## EXERCISE DETAILS:
The entries below contain a line with "let caught = SubscriberPanic::from_payload(&*payload);" and a line with "fn reject(&self, id: SubscriptionId, subscriber: &dyn". Quote exactly those two lines and all lines between them.

## Dataset entries:
────────────────────────────────────────

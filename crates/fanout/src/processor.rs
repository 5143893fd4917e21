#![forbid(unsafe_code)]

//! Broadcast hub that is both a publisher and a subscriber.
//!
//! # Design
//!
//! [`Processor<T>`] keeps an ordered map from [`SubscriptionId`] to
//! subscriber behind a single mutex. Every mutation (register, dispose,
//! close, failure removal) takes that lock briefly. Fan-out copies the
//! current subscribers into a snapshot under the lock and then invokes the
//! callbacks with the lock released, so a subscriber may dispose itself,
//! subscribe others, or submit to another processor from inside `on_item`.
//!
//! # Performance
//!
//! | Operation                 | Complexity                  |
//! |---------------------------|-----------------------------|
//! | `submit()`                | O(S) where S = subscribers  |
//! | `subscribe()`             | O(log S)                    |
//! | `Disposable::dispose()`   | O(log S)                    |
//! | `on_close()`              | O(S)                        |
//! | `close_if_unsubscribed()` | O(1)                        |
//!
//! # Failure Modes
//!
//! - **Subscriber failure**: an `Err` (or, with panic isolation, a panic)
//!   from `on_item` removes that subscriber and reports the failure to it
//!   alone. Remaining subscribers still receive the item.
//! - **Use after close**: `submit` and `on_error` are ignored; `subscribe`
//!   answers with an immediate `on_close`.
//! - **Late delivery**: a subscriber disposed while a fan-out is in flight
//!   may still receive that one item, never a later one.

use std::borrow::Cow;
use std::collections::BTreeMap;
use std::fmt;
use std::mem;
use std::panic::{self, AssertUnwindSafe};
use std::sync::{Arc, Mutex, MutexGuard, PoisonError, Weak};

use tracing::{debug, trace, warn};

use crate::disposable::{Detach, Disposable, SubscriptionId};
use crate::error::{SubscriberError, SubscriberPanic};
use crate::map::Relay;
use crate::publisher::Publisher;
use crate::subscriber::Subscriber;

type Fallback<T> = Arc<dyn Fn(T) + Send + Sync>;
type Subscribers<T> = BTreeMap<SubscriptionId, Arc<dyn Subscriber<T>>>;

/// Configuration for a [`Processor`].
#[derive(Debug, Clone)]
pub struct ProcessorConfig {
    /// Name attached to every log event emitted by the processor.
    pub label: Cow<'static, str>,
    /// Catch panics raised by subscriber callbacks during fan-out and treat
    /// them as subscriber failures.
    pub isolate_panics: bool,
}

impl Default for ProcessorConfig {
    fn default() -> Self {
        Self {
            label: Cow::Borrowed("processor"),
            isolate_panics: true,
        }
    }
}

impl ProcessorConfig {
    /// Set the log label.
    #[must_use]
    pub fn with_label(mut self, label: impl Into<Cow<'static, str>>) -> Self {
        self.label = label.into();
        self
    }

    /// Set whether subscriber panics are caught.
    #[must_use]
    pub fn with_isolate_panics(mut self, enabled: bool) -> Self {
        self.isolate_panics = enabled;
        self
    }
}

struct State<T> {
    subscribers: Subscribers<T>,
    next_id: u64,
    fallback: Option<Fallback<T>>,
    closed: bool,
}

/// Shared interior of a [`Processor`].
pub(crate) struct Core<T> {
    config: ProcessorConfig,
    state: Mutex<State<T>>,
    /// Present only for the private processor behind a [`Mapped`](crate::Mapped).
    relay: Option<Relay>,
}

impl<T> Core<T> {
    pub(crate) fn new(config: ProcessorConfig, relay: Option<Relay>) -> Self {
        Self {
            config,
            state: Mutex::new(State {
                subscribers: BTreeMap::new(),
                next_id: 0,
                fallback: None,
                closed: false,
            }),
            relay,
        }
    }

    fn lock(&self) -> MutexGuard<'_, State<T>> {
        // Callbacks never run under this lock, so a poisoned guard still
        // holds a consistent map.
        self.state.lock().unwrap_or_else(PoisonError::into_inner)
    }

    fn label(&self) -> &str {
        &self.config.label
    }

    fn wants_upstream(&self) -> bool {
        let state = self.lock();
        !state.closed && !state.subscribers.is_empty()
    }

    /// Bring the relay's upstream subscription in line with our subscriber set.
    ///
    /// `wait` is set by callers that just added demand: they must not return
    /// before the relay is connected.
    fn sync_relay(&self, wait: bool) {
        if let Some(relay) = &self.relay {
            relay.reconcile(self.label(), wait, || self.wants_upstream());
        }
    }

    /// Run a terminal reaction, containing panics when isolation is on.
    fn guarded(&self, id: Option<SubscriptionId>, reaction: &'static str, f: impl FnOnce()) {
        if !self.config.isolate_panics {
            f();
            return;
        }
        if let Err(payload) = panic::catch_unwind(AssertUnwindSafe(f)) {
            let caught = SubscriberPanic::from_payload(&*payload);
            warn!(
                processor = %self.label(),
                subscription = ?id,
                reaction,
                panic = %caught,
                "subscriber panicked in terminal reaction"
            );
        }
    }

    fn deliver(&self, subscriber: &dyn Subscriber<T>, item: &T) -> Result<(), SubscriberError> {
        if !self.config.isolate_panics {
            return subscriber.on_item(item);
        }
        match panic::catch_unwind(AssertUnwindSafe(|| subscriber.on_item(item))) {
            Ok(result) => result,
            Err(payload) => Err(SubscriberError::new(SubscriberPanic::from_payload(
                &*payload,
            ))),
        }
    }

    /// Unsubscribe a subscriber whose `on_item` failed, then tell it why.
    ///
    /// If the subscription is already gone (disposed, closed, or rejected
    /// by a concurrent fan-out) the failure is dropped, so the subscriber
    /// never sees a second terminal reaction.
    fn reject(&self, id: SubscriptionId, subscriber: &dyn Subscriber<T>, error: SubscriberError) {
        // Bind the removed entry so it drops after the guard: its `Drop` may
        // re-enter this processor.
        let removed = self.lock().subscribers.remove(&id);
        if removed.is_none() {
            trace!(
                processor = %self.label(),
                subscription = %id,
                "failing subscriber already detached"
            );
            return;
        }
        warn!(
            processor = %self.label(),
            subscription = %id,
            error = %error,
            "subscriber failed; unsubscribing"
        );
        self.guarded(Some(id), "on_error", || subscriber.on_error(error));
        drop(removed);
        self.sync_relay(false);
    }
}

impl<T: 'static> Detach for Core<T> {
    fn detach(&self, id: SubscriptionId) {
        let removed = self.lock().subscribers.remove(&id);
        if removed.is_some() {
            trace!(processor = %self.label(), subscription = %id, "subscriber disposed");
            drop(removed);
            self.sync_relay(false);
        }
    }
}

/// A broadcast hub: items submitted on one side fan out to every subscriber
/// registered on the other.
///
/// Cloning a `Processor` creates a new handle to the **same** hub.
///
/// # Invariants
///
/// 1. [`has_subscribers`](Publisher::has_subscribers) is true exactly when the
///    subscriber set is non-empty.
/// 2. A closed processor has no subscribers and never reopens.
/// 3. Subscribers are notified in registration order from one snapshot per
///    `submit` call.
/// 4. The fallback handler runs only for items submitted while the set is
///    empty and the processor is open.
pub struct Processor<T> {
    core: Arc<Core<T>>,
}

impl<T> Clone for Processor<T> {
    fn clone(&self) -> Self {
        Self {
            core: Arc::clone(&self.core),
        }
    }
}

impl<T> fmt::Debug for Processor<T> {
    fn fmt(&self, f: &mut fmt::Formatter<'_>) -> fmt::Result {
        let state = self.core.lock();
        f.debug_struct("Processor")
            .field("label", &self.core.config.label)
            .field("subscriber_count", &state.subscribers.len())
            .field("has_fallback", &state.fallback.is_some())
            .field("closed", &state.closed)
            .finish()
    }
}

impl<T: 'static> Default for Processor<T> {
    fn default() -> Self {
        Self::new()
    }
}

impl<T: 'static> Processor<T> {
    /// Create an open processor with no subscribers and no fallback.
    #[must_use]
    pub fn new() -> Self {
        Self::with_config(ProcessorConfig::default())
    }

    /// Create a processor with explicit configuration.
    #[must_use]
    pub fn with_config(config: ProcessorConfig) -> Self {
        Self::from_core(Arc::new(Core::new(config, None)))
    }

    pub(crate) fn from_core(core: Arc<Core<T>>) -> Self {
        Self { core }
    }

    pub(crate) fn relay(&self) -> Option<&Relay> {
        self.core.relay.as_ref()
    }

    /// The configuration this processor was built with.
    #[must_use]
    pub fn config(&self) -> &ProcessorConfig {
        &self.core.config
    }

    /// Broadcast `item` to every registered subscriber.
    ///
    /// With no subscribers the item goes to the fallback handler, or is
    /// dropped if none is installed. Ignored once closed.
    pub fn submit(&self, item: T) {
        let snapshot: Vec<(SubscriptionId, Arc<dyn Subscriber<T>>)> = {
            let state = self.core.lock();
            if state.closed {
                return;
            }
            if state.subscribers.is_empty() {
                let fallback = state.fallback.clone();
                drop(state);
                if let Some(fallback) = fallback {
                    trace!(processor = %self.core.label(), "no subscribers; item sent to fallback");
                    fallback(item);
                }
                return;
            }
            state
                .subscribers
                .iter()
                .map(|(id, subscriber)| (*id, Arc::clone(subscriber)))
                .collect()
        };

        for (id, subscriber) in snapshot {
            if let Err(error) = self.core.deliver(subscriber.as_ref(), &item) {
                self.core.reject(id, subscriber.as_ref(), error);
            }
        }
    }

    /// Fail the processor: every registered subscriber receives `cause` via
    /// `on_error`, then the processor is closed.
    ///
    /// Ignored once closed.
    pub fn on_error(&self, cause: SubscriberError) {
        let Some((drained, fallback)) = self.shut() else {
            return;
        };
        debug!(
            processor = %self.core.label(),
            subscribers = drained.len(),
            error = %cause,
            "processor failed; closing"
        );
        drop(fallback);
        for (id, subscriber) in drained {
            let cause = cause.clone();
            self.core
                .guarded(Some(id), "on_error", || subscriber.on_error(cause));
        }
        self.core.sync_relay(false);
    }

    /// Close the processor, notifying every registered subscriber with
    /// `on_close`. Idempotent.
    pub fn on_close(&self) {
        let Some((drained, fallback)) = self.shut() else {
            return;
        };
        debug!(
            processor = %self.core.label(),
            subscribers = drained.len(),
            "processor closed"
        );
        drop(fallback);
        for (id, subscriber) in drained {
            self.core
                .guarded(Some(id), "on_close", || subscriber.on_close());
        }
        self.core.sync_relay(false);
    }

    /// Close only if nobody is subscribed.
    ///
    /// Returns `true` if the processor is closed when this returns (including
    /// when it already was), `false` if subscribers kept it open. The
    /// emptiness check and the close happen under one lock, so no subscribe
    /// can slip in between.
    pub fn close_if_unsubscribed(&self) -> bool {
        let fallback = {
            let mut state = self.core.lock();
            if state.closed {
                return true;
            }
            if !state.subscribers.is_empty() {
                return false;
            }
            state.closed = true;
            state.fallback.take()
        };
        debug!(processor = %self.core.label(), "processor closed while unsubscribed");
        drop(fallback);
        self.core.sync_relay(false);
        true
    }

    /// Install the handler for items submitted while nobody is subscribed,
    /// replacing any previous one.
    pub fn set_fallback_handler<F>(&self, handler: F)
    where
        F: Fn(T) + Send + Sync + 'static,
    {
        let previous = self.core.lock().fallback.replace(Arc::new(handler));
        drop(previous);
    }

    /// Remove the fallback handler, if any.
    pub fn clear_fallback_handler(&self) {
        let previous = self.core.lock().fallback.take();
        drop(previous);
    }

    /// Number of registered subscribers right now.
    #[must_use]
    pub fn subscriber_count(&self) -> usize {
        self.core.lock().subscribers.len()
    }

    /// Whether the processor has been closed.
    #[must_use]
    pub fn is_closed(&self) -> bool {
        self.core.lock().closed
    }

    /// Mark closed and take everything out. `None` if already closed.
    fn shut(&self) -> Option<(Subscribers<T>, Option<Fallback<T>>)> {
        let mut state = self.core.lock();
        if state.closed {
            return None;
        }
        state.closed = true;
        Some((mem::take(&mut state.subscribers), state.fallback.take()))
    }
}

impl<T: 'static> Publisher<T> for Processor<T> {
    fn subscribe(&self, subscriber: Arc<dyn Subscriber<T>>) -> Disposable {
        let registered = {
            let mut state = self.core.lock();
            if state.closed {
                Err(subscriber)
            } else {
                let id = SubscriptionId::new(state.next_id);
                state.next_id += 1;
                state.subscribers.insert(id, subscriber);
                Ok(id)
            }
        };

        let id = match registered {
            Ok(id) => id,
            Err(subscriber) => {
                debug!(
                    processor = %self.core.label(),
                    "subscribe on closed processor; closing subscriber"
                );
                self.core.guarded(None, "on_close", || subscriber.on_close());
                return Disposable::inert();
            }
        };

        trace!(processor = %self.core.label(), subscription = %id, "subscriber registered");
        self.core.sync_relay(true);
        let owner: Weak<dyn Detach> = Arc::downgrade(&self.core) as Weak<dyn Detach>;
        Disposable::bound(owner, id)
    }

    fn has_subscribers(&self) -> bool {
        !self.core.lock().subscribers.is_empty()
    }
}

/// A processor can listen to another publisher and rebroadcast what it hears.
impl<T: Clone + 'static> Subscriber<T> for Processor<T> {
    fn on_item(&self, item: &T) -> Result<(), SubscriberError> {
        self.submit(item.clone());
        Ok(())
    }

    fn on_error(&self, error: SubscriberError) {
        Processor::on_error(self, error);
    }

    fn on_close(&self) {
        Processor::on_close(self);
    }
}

────────────────────────────────────────

## WRITTEN RESPONSE:
            let caught = SubscriberPanic::from_payload(&*payload);
            warn!(
                processor = %self.label(),
                subscription = ?id,
                reaction,
                panic = %caught,
                "subscriber panicked in terminal reaction"
            );
        }
    }

    fn deliver(&self, subscriber: &dyn Subscriber<T>, item: &T) -> Result<(), SubscriberError> {
        if !self.config.isolate_panics {
            return subscriber.on_item(item);
        }
        match panic::catch_unwind(AssertUnwindSafe(|| subscriber.on_item(item))) {
            Ok(result) => result,
            Err(payload) => Err(SubscriberError::new(SubscriberPanic::from_payload(
                &*payload,
            ))),
        }
    }

    /// Unsubscribe a subscriber whose `on_item` failed, then tell it why.
    ///
    /// If the subscription is already gone (disposed, closed, or rejected
    /// by a concurrent fan-out) the failure is dropped, so the subscriber
    /// never sees a second terminal reaction.
    fn reject(&self, id: SubscriptionId, subscriber: &dyn Subscriber<T>, error: SubscriberError) {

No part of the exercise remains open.